Lancaster team touts another contender in quest for easier administration of coronavirus vaccinations

Lancaster University scientists have developed a Covid-19 vaccine that can be administered nasally, as researchers increasingly focus on avoiding needles and other costly barriers to widespread distribution of vaccines.

The Lancaster team said their vaccine spray—based on a poultry virus engineered to produce the spike proteins of the coronavirus—is showing good results in animal tests.

“We found that administering this vaccine through a nasal spray completely protected the animals from shedding the virus which causes transmission of the virus,” said virologist Muhammad Munir.

Vaccination is continuing apace in many western nations, but these efforts are underpinned by cold storage to keep the vaccines stable and dedicated medical teams to administer them.

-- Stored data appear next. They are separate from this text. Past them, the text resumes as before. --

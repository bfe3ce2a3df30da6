use std::time::Duration;

const CONNECT_TIMEOUT: Duration = Duration::from_secs(3);
const HANDSHAKE_TIMEOUT: Duration = Duration::from_secs(3);
const BITFIELD_TIMEOUT: Duration = Duration::from_secs(5);
const WRITE_TIMEOUT: Duration = Duration::from_secs(10);
const PIECE_TIMEOUT: Duration = Duration::from_secs(30);
const MAX_PEER_STRIKES: usize = 5;

/// Deadlines and retry limits for a download.
#[derive(Debug, Clone, Copy, PartialEq, Eq)]
pub struct DownloadConfig {
    pub connect_timeout: Duration,
    /// Covers the whole handshake round trip.
    pub handshake_timeout: Duration,
    pub bitfield_timeout: Duration,
    pub write_timeout: Duration,
    /// Deadline for one attempt at one piece; expiry re-queues the piece.
    pub piece_timeout: Duration,
    /// Consecutive failed pieces (bad hash or timeout) before a peer is dropped.
    pub max_peer_strikes: usize,
    /// Overall deadline. `None` waits as long as some worker is alive.
    pub download_timeout: Option<Duration>,
}

impl Default for DownloadConfig {
    fn default() -> Self {
        Self {
            connect_timeout: CONNECT_TIMEOUT,
            handshake_timeout: HANDSHAKE_TIMEOUT,
            bitfield_timeout: BITFIELD_TIMEOUT,
            write_timeout: WRITE_TIMEOUT,
            piece_timeout: PIECE_TIMEOUT,
            max_peer_strikes: MAX_PEER_STRIKES,
            download_timeout: None,
        }
    }
}
use thiserror::Error;

use crate::peer::message::MessageId;

/// Errors raised on a single peer connection.
///
/// None of these escape the worker that owns the connection; the scheduler
/// only ever sees [`crate::peer::client::DownloadError`].
#[derive(Debug, Error)]
pub enum PeerError {
    #[error("io error: {0}")]
    Io(#[from] std::io::Error),

    #[error("connection closed by peer")]
    ConnectionClosed,

    /// The stream ended in the middle of a frame.
    #[error("truncated frame: expected {expected} bytes, got {received}")]
    Truncated { expected: usize, received: usize },

    #[error("{0} timed out")]
    Timeout(&'static str),

    #[error("invalid handshake: {0}")]
    InvalidHandshake(&'static str),

    #[error("info hash mismatch")]
    InfoHashMismatch,

    /// A complete frame was read but its id is not one we know.
    #[error("unknown message id {0}")]
    UnknownMessageId(u8),

    #[error("expected {expected:?} message, got {actual:?}")]
    UnexpectedMessage {
        expected: MessageId,
        actual: MessageId,
    },

    #[error("expected {0:?} message, got keep-alive")]
    UnexpectedKeepAlive(MessageId),

    #[error("invalid payload: {0}")]
    InvalidPayload(String),

    #[error("dropped after {0} consecutive failed pieces")]
    TooManyFailures(usize),
}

Making both distribution and administration easier is now a research priority.

One oral vaccine is already in early clinical trials, underpinned by technology developed in the UK. Kate Bingham, former chair of the country’s Vaccine Taskforce, recently advocated development of nasal, oral and skin-patch vaccines, to complement existing vaccines and make widespread delivery easier in less developed countries.

‘Economical production’

The Lancaster team says that as well as being easier to administer than injections, their vaccine could be scaled up and distributed using the existing global infrastructure for flu vaccines.

The vaccine still needs to go through human trials and medicines approval, but team member Mohammed Rohaim, a senior lecturer at the university, said “the scalability and economical production make this vaccine candidate suitable for low- and middle-income countries”.

Even those researchers who have already got vaccines to market are thinking along similar lines to look at improvements.

Sarah Gilbert is a professor of vaccinology at the University of Oxford and led the effort on the Oxford-AstraZeneca vaccine, which is already being administered across the country.

She said her team is “also thinking about second generation formulations of the vaccine”, which could include nasal sprays. “It would have a lot of benefits for vaccine rollout if you did not have to use needles and syringes on people,” she added.

So far, 62 out 64 Covid-19 vaccines in clinical development are injections, according to the World Health Organisation pipeline list.